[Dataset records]

⟨

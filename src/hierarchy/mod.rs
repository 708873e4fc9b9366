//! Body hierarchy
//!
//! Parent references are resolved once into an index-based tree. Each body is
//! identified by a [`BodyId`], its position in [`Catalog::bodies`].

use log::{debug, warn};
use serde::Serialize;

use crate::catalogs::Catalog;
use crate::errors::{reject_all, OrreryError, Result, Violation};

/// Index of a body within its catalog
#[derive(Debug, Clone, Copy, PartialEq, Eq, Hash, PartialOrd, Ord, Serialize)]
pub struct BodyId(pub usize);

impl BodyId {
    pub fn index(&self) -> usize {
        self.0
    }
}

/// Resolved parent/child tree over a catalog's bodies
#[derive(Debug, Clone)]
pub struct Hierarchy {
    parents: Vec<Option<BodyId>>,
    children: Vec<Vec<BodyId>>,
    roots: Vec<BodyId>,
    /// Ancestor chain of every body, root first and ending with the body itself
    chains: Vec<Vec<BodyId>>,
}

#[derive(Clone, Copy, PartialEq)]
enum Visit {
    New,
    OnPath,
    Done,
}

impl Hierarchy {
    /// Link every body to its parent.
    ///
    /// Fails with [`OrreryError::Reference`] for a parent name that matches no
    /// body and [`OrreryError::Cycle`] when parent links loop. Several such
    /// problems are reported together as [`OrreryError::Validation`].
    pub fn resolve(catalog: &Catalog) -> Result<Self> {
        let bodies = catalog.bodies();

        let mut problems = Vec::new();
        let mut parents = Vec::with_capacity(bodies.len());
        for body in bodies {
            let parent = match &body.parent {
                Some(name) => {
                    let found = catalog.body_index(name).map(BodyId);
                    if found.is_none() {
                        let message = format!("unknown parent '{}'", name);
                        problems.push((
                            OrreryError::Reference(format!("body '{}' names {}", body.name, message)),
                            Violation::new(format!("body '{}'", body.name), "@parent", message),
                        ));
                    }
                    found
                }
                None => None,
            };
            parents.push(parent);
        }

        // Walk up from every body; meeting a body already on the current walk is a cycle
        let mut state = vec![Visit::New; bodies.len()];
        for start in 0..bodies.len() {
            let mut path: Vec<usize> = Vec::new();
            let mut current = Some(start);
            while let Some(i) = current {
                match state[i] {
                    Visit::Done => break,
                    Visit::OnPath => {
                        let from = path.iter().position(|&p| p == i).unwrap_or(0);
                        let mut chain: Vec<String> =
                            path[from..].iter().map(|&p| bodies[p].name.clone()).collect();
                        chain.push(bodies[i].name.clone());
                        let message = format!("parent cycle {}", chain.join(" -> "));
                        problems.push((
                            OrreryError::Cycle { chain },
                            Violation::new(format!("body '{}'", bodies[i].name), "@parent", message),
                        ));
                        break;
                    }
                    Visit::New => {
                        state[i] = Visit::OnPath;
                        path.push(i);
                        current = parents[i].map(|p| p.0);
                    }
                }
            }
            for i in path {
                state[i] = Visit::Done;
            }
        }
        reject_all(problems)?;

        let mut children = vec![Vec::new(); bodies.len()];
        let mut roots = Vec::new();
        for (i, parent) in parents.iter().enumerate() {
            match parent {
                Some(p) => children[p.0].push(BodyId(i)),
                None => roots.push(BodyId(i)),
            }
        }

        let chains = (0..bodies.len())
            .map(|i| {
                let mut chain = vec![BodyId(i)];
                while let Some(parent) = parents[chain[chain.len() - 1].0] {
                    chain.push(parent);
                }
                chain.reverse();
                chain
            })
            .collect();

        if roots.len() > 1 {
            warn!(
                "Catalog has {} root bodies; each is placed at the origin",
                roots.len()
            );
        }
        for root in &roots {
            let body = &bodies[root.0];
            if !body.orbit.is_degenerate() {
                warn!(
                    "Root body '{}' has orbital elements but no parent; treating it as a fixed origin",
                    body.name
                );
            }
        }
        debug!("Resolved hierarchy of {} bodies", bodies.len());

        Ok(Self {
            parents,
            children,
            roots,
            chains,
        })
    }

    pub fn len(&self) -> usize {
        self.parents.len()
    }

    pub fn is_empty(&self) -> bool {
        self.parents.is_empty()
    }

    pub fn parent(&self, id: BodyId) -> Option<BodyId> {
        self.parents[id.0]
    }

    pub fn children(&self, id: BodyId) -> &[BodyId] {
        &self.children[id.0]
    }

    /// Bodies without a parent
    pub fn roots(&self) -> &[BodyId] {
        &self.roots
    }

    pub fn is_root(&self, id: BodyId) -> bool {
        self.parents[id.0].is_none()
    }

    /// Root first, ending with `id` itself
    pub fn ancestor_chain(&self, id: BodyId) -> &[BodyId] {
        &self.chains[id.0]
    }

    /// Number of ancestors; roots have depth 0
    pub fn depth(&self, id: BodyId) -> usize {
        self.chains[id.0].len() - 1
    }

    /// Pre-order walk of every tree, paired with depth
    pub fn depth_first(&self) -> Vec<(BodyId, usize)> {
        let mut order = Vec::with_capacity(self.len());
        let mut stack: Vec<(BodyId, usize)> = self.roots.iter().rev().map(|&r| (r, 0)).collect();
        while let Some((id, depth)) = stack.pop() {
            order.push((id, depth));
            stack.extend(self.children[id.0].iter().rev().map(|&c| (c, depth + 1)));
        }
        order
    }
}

⟩

Return every line of the data above in which "walk" appears.

        // Walk up from every body; meeting a body already on the current walk is a cycle
    /// Pre-order walk of every tree, paired with depth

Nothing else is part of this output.